Turning to the reason you asked this question, it isn't clear what you want. “binary file /some/subdirectory/” doesn't make much sense: you wouldn't get this message with a directory. For better help, copy-paste the error message. You should always copy-paste error messages when you ask for help online.

From your description, it seems that files have moved one directory level deeper. If that's the case, change the line for dir in */; do to

for dir in */*/; do

There are numerous ways you could do this. you could either run your existing script in a for loop, or use find and xargs, or perhaps even make use of grep's -r aka --recursive option.

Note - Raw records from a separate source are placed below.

//! In-memory desktop surface for tests.
//!
//! Compiled for unit tests and, through the `testing` feature, for the
//! integration suite. It is not part of release builds.
//!
//! [`MemoryShell`] is backed by a real folder on disk but keeps the "shell"
//! side (visible items, coordinates, arrangement flags) in memory. Like the
//! real desktop, its item list only catches up with the folder after a number
//! of `item_count` polls, which makes the engine's wait loops observable.
//!
//! # Usage
//!
//! ```rust,ignore
//! use iconstash_lib::desktop::testing::MemoryShell;
//!
//! let shell = MemoryShell::new(desktop_dir).with_lag(3);
//! shell.place_icon("Notes.txt", Point::new(10, 20));
//! ```

use std::cell::{Cell, RefCell};
use std::collections::HashMap;
use std::path::{Path, PathBuf};
use std::rc::Rc;
use std::time::{Duration, Instant};

use super::folder::list_entries;
use super::{DesktopShell, DesktopView, FolderFlags, IconRecord, Point};
use crate::core::{Error, Result};
use crate::snapshot::wait::Clock;

/// Vertical spacing of the default grid new icons are dropped on.
const GRID_STEP: i32 = 75;

// ============================================================================
// Surface state
// ============================================================================

#[derive(Debug)]
struct Surface {
    /// Items the shell currently shows that have a backing file.
    visible: Vec<String>,
    /// Items that never live in the backing folder (e.g. the Recycle Bin).
    virtual_items: Vec<String>,
    /// Files in the backing folder that the shell never lists (e.g. `desktop.ini`).
    hidden: Vec<String>,
    positions: HashMap<String, Point>,
    flags: FolderFlags,
    /// Polls that return a stale count after the folder changed.
    lag: u32,
    stale_polls_left: u32,
    refresh_requests: u32,
    placements: u32,
    available: bool,
}

impl Surface {
    fn total(&self) -> usize { self.virtual_items.len() + self.visible.len() }

    fn next_free_slot(&self) -> Point {
        let taken = i32::try_from(self.positions.len()).unwrap_or(i32::MAX);
        Point::new(0, taken.saturating_mul(GRID_STEP))
    }

    fn listed_entries(&self, folder: &Path) -> Result<Vec<String>> {
        let mut names = list_entries(folder)?;
        names.retain(|name| !self.hidden.contains(name));
        Ok(names)
    }

    /// Re-reads the folder, dropping vanished items and gridding new ones.
    fn resync(&mut self, folder: &Path) -> Result<()> {
        let current = self.listed_entries(folder)?;

        self.visible.retain(|name| current.contains(name));
        self.positions
            .retain(|name, _| current.contains(name) || self.virtual_items.contains(name));

        for name in current {
            if !self.visible.contains(&name) {
                let slot = self.next_free_slot();
                self.positions.insert(name.clone(), slot);
                self.visible.push(name);
            }
        }

        Ok(())
    }
}

// ============================================================================
// Shell
// ============================================================================

/// A desktop shell simulated over a plain folder.
#[derive(Debug, Clone)]
pub struct MemoryShell {
    folder: PathBuf,
    surface: Rc<RefCell<Surface>>,
}

impl MemoryShell {
    /// Creates a shell over `folder`, showing whatever it currently contains.
    ///
    /// # Panics
    ///
    /// Panics if `folder` cannot be read.
    #[must_use]
    pub fn new(folder: impl Into<PathBuf>) -> Self {
        let folder = folder.into();
        let mut surface = Surface {
            visible: Vec::new(),
            virtual_items: Vec::new(),
            hidden: Vec::new(),
            positions: HashMap::new(),
            flags: FolderFlags {
                auto_arrange: true,
                snap_to_grid: true,
            },
            lag: 0,
            stale_polls_left: 0,
            refresh_requests: 0,
            placements: 0,
            available: true,
        };
        surface.resync(&folder).expect("memory shell folder must be readable");

        Self {
            folder,
            surface: Rc::new(RefCell::new(surface)),
        }
    }

    /// Makes `item_count` report a stale value for `polls` polls after each change.
    #[must_use]
    pub fn with_lag(self, polls: u32) -> Self {
        self.surface.borrow_mut().lag = polls;
        self
    }

    /// Adds an item that is shown on the surface but has no backing file.
    #[must_use]
    pub fn with_virtual_item(self, name: &str, position: Point) -> Self {
        {
            let mut surface = self.surface.borrow_mut();
            surface.virtual_items.push(name.to_string());
            surface.positions.insert(name.to_string(), position);
        }
        self
    }

    /// Simulates a shell whose desktop window cannot be located.
    #[must_use]
    pub fn unavailable(self) -> Self {
        self.surface.borrow_mut().available = false;
        self
    }

    /// Creates a file on the desktop and shows it at `position` immediately.
    ///
    /// # Panics
    ///
    /// Panics if the file cannot be written.
    pub fn place_icon(&self, name: &str, position: Point) {
        std::fs::write(self.folder.join(name), name.as_bytes())
            .expect("failed to create icon file");
        let mut surface = self.surface.borrow_mut();
        if !surface.visible.iter().any(|visible| visible == name) {
            surface.visible.push(name.to_string());
        }
        surface.positions.insert(name.to_string(), position);
    }

    /// Creates a file on the desktop that the shell never lists as an icon.
    ///
    /// # Panics
    ///
    /// Panics if the file cannot be written.
    pub fn place_hidden_file(&self, name: &str) {
        std::fs::write(self.folder.join(name), b"[.ShellClassInfo]")
            .expect("failed to create hidden file");
        let mut surface = self.surface.borrow_mut();
        if !surface.hidden.iter().any(|hidden| hidden == name) {
            surface.hidden.push(name.to_string());
        }
    }

    /// Returns the backing folder.
    #[must_use]
    pub fn folder(&self) -> &Path { &self.folder }

    /// Returns the position currently shown for `name`.
    #[must_use]
    pub fn position_of(&self, name: &str) -> Option<Point> {
        self.surface.borrow().positions.get(name).copied()
    }

    /// Returns every visible item with its position, sorted by name.
    #[must_use]
    pub fn layout(&self) -> Vec<IconRecord> {
        let surface = self.surface.borrow();
        let mut icons: Vec<IconRecord> = surface
            .virtual_items
            .iter()
            .chain(surface.visible.iter())
            .filter_map(|name| {
                surface.positions.get(name).map(|point| IconRecord::new(name.clone(), *point))
            })
            .collect();
        icons.sort_by(|a, b| a.name.cmp(&b.name));
        icons
    }

    /// Current arrangement flags.
    #[must_use]
    pub fn flags(&self) -> FolderFlags { self.surface.borrow().flags }

    /// Number of refresh stimuli received.
    #[must_use]
    pub fn refresh_requests(&self) -> u32 { self.surface.borrow().refresh_requests }

    /// Number of successful `position_icon` calls.
    #[must_use]
    pub fn placements(&self) -> u32 { self.surface.borrow().placements }
}

impl DesktopShell for MemoryShell {
    fn acquire_view(&self) -> Result<Box<dyn DesktopView + '_>> {
        if !self.surface.borrow().available {
            return Err(Error::shell_unavailable("memory shell is offline"));
        }

        Ok(Box::new(MemoryView {
            folder: &self.folder,
            surface: Rc::clone(&self.surface),
        }))
    }

    fn desktop_folder(&self) -> Result<PathBuf> { Ok(self.folder.clone()) }
}

// ============================================================================
// View
// ============================================================================

struct MemoryView<'a> {
    folder: &'a Path,
    surface: Rc<RefCell<Surface>>,
}

impl DesktopView for MemoryView<'_> {
    fn enumerate_icons(&self) -> Result<Vec<IconRecord>> {
        let surface = self.surface.borrow();
        let icons = surface
            .virtual_items
            .iter()
            .chain(surface.visible.iter())
            .map(|name| {
                let position = surface.positions.get(name).copied().unwrap_or_default();
                IconRecord::new(name.clone(), position)
            })
            .collect();
        Ok(icons)
    }

    fn item_count(&self) -> Result<usize> {
        let mut surface = self.surface.borrow_mut();
        let on_disk = surface.listed_entries(self.folder)?;

        let in_sync = on_disk.len() == surface.visible.len()
            && on_disk.iter().all(|name| surface.visible.contains(name));
        if in_sync {
            surface.stale_polls_left = surface.lag;
            return Ok(surface.total());
        }

        if surface.stale_polls_left > 0 {
            surface.stale_polls_left -= 1;
            return Ok(surface.total());
        }

        surface.resync(self.folder)?;
        surface.stale_polls_left = surface.lag;
        Ok(surface.total())
    }

    fn position_icon(&mut self, name: &str, position: Point) -> Result<bool> {
        let mut surface = self.surface.borrow_mut();
        let shown = surface.visible.iter().chain(surface.virtual_items.iter()).any(|n| n == name);
        if !shown {
            return Ok(false);
        }

        let position = if surface.flags.auto_arrange { surface.next_free_slot() } else { position };
        surface.positions.insert(name.to_string(), position);
        surface.placements += 1;
        Ok(true)
    }

    fn set_auto_arrange(&mut self, enabled: bool) -> Result<()> {
        self.surface.borrow_mut().flags.auto_arrange = enabled;
        Ok(())
    }

    fn set_snap_to_grid(&mut self, enabled: bool) -> Result<()> {
        self.surface.borrow_mut().flags.snap_to_grid = enabled;
        Ok(())
    }

    fn request_refresh(&mut self) -> Result<()> {
        self.surface.borrow_mut().refresh_requests += 1;
        Ok(())
    }
}

// ============================================================================
// Clock
// ============================================================================

/// A clock that only advances when something sleeps on it.
#[derive(Debug, Clone)]
pub struct ManualClock {
    start: Instant,
    elapsed: Rc<Cell<Duration>>,
}

impl ManualClock {
    /// Creates a clock frozen at the current instant.
    #[must_use]
    pub fn new() -> Self {
        Self {
            start: Instant::now(),
            elapsed: Rc::new(Cell::new(Duration::ZERO)),
        }
    }

    /// Total time slept on this clock.
    #[must_use]
    pub fn elapsed(&self) -> Duration { self.elapsed.get() }
}

impl Default for ManualClock {
    fn default() -> Self { Self::new() }
}

impl Clock for ManualClock {
    fn now(&self) -> Instant { self.start + self.elapsed.get() }

    fn sleep(&self, duration: Duration) { self.elapsed.set(self.elapsed.get() + duration); }
}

The simplest is probably just to write a for loop wrapper around your existing script. For example:

#! /bin/bash
cd /path/to/top/level/directory

for d in */ ; do 
  pushd $d
  # call your script here
  • Thanks Craig. Will try this... Appreciate the help :) Can this be done to CD just one sub directory deep? Because the subdirectories have their own "history" subdirectory which contains the same file name.
    – JudeJitsu
    Aug 2, 2012 at 10:12
  • as written, it only iterates through the first-level subdirectories of your top-level directory. i.e. yes. if you needed it to process every subdirectory below that you'd have to do something like for d in $(find . -type d); do ...
    – cas
    Aug 2, 2012 at 10:24

Slight improvement on @rush's find suggestion, instead of using the -exec switch, you can avoid adding the cd command by doing something like this:

find /path/to/dir/containing/subdirs -type d -execdir /path/to/your/script.sh \;

This way you can avoid the for loop in your original script altogether.